1938 Marchese Championship Racer news, pictures, and information
Chassis Num: 75
|Sold for $99,000 at 2007 RM Auctions.|
In 1938, Carl and Tudy Marchese built their fist 'Big Car' as their entrant to the Indianapolis 500 that year. It was powered by an eight-cylinder Miller engine cooled by two radiators mounted in side pods and sitting in a chassis created from round tubes. By positioning the radiators in the side pods, the frontal area was able to be made narrow giving them an aerodynamic advantage at top speeds. The car was driven by Harry McQuinn who qualified the car in 25th position and finished the race in 7th.

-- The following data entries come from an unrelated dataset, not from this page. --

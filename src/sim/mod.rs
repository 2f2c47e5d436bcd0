//! Deterministic simulation module
//!
//! All gameplay logic lives here. This module must be pure and deterministic:
//! - Simulation clock advanced only by `tick`
//! - Seeded RNG only
//! - Stable iteration order (entity collection order)
//! - No rendering or platform dependencies

pub mod asteroid;
pub mod body;
pub mod bullet;
pub mod collision;
pub mod entity;
pub mod marker;
pub mod modifiers;
pub mod particles;
pub mod player;
pub mod shop;
pub mod spawner;
pub mod state;
pub mod tick;

pub use asteroid::{Asteroid, AsteroidFactory, shatter};
pub use body::{Body, Bounds, ClipMode, ClipRegion, Viewport};
pub use bullet::Bullet;
pub use collision::{circles_overlap, first_asteroid_hit, touches_any_asteroid};
pub use entity::{Entity, EntityId, EntityKind, Others, TickContext};
pub use marker::MultiplierMarker;
pub use modifiers::{Evasion, Modifier};
pub use particles::{EmitterConfig, EmitterId, Emitters, Particle, ParticleEmitter};
pub use player::{Controls, Loadout, Player};
pub use shop::{PurchaseOutcome, Shop, ShopItem};
pub use spawner::{EntityFactory, Spawner};
pub use state::{GameEvent, GamePhase, GameState, Prompt, PromptAction, PromptKind};
pub use tick::{InputEvent, Key, tick};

By 1940 a number of changes and improvements had been made to the car. It was now fitted with a supercharger. It was brought to Indianapolis driven by both Tony Willman and Harry McQuinn but did not make the race. The following year Paul Russo qualified the car in 18th position and finished 9th overall.

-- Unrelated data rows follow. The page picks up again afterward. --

//! Rendering collaborator interface
//!
//! The controller never draws anything itself. It asks a
//! [`NotificationRenderer`] to create a visual, move it vertically and
//! destroy it. The host UI layer implements the trait on top of its own
//! widget system.

use crate::error::RenderError;
use crate::notification::{NotificationAction, NotificationId, Severity};
use std::collections::{HashMap, HashSet};
use std::sync::Arc;

/// Everything a renderer needs to build one notification visual
#[derive(Debug, Clone)]
pub struct VisualSpec {
    /// Notification id
    pub id: NotificationId,
    /// Message text
    pub message: Arc<str>,
    /// Severity
    pub severity: Severity,
    /// Background color (RGBA)
    pub background: [f32; 4],
    /// Element height
    pub height: f32,
    /// Smallest allowed font size when fitting the text
    pub min_font_size: f32,
    /// Largest allowed font size when fitting the text
    pub max_font_size: f32,
    /// Click action; `None` means the visual must not intercept input
    pub action: Option<NotificationAction>,
}

impl VisualSpec {
    /// Whether the visual reacts to clicks
    pub fn is_interactive(&self) -> bool {
        self.action.is_some()
    }
}

/// Host UI layer hooks used by the controller
///
/// All methods are called from the thread driving
/// [`NotificationController::update`](crate::controller::NotificationController::update).
pub trait NotificationRenderer {
    /// Handle to a created visual
    type Handle;

    /// Create and show a visual, from `template` or built with default styling
    fn create_visual(
        &mut self,
        template: Option<&str>,
        spec: VisualSpec,
    ) -> Result<Self::Handle, RenderError>;

    /// Move a visual to a vertical offset from the anchor edge
    fn set_position(&mut self, handle: &Self::Handle, offset: f32);

    /// Remove a visual
    fn destroy(&mut self, handle: Self::Handle);

    /// Whether visuals can be built without a template
    fn supports_default_visual(&self) -> bool {
        true
    }

    /// Whether a named template is available
    fn has_template(&self, _name: &str) -> bool {
        false
    }
}

/// Handle issued by [`HeadlessRenderer`]
#[derive(Debug, Clone, Copy, PartialEq, Eq, Hash)]
pub struct VisualHandle(pub u32);

/// A visual tracked by [`HeadlessRenderer`]
#[derive(Debug, Clone)]
pub struct HeadlessVisual {
    /// Creation parameters
    pub spec: VisualSpec,
    /// Template it was created from
    pub template: Option<String>,
    /// Last position set
    pub position: Option<f32>,
    /// Number of position updates received
    pub moves: u32,
}

/// Renderer that keeps visuals in memory
///
/// Used by dedicated servers and tests, where notifications are tracked but
/// never drawn.
#[derive(Debug)]
pub struct HeadlessRenderer {
    visuals: HashMap<VisualHandle, HeadlessVisual>,
    templates: HashSet<String>,
    default_visual: bool,
    next_handle: u32,
    created: u32,
    destroyed: u32,
}

impl HeadlessRenderer {
    /// Create a renderer that can build default visuals
    pub fn new() -> Self {
        Self {
            visuals: HashMap::new(),
            templates: HashSet::new(),
            default_visual: true,
            next_handle: 0,
            created: 0,
            destroyed: 0,
        }
    }

    /// Create a renderer that only builds visuals from registered templates
    pub fn templates_only() -> Self {
        Self {
            default_visual: false,
            ..Self::new()
        }
    }

    /// Register a template name
    pub fn with_template(mut self, name: impl Into<String>) -> Self {
        self.templates.insert(name.into());
        self
    }

    /// Live visual for a handle
    pub fn visual(&self, handle: VisualHandle) -> Option<&HeadlessVisual> {
        self.visuals.get(&handle)
    }

    /// All live visuals
    pub fn visuals(&self) -> impl Iterator<Item = (&VisualHandle, &HeadlessVisual)> {
        self.visuals.iter()
    }

    /// Handle of the live visual showing `message`
    pub fn find(&self, message: &str) -> Option<VisualHandle> {
        self.visuals
            .iter()
            .find(|(_, visual)| &*visual.spec.message == message)
            .map(|(handle, _)| *handle)
    }

    /// Simulate a click, returning whether an action ran
    pub fn click(&self, handle: VisualHandle) -> bool {
        match self.visuals.get(&handle).and_then(|v| v.spec.action.as_ref()) {
            Some(action) => {
                action.invoke();
                true
            }
            None => false,
        }
    }

    /// Number of live visuals
    pub fn live_count(&self) -> usize {
        self.visuals.len()
    }

    /// Visuals created so far
    pub fn created_count(&self) -> u32 {
        self.created
    }

    /// Visuals destroyed so far
    pub fn destroyed_count(&self) -> u32 {
        self.destroyed
    }
}

impl Default for HeadlessRenderer {
    fn default() -> Self {
        Self::new()
    }
}

impl NotificationRenderer for HeadlessRenderer {
    type Handle = VisualHandle;

    fn create_visual(
        &mut self,
        template: Option<&str>,
        spec: VisualSpec,
    ) -> Result<VisualHandle, RenderError> {
        match template {
            Some(name) if !self.templates.contains(name) => {
                return Err(RenderError::UnknownTemplate(name.to_string()));
            }
            None if !self.default_visual => return Err(RenderError::NoDefaultVisual),
            _ => {}
        }

        let handle = VisualHandle(self.next_handle);
        self.next_handle = self.next_handle.wrapping_add(1);
        self.created += 1;

        self.visuals.insert(
            handle,
            HeadlessVisual {
                spec,
                template: template.map(str::to_string),
                position: None,
                moves: 0,
            },
        );

        Ok(handle)
    }

    fn set_position(&mut self, handle: &VisualHandle, offset: f32) {
        if let Some(visual) = self.visuals.get_mut(handle) {
            visual.position = Some(offset);
            visual.moves += 1;
        }
    }

    fn destroy(&mut self, handle: VisualHandle) {
        if self.visuals.remove(&handle).is_some() {
            self.destroyed += 1;
        }
    }

    fn supports_default_visual(&self) -> bool {
        self.default_visual
    }

    fn has_template(&self, name: &str) -> bool {
        self.templates.contains(name)
    }
}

Racing was halted during the Second World War, but when it came to an end, racing resumed. The car was brought to the first post War Indy 500 and was joined by many prewar cars. The field was mixed, with a variety of styles and configurations, one even sporting a V16 engine. The Marchese still had its 8-cylidner Miller engine but featured a restyled nose and grille. The car was driven by Tony Bettenhausen who qualified the car at 121.860 mph but not started the race as the car was withdrawn.
The following year, in 1947, the Marchese brothers ordered an Offenhauser 270 cubic-inch engine from Meyer and Drake. The Miller 8-cylinder unit was removed and replaced with the new engine in preperation for the Indianapolis 500 in 1948. The side pod radiators were removed and the car was given a more traditional appearance. It was driven by Myron Fohr during qualifying to a time of 121.531 but not good enough to start the race. This left him as the 2nd alternate starter. When the car was given the opportunity to race later in the season, its true potential was shown. At Springfield and Milwaukee the car came in first place. It finished in forth at DuQuion and earned the car the Triple A owners' championship for the Marchese brothers with Fohr finishing second in the driver's championship.
At the 1949 Indy 500 the Marchese was driven by Fohr to a fourth place finish. Fohr would finished the season in second place in the AAA Drivers Championship.
For 1950 the car was sponsored by Bardhal and qualified at 131.74 mph and in the 16th position. As the checkered flag fell, the car was in 11th place. The following year, and still with Bardhal sponsorship, the car was driven by Chuck Stevenson from Fresno, Ca. He drove the car to a speed of 133.764 in qualifying. During the race, the car caught on fire on the 93rd lap; it would finish the race but was awarded 20th place.
The car was repaired and brought to the 100-mile race at Syracuse, NY. unfortunately, the car was involved in a bad wreck but miraculously Stevenson was unharmed. The racing career of the car had come to an end.
The car was purchased by David Uihlein shortly after the race. Many years later, it was brought back to its 1951 configuration with the help of Buster Warke, Fred Nickels and Joe Silnes. In present day form, the car is fitted with the original Offenhauser 270 engine and fitted with a set of Riley carburetors and a two-speed gearbox. It has a tube frame chassis and four-wheel hydraulic drum brakes actuated through the hand lever.
This vehicle was brought to the 2007 Monterey Sports & Classic Car Auction presented by RM Auctions, where it had an estimated value of $180,000 - $220,000. It was offered without reserve which worked well for the buyer who got a bargain for the selling price of $99,000 including buyer's premium.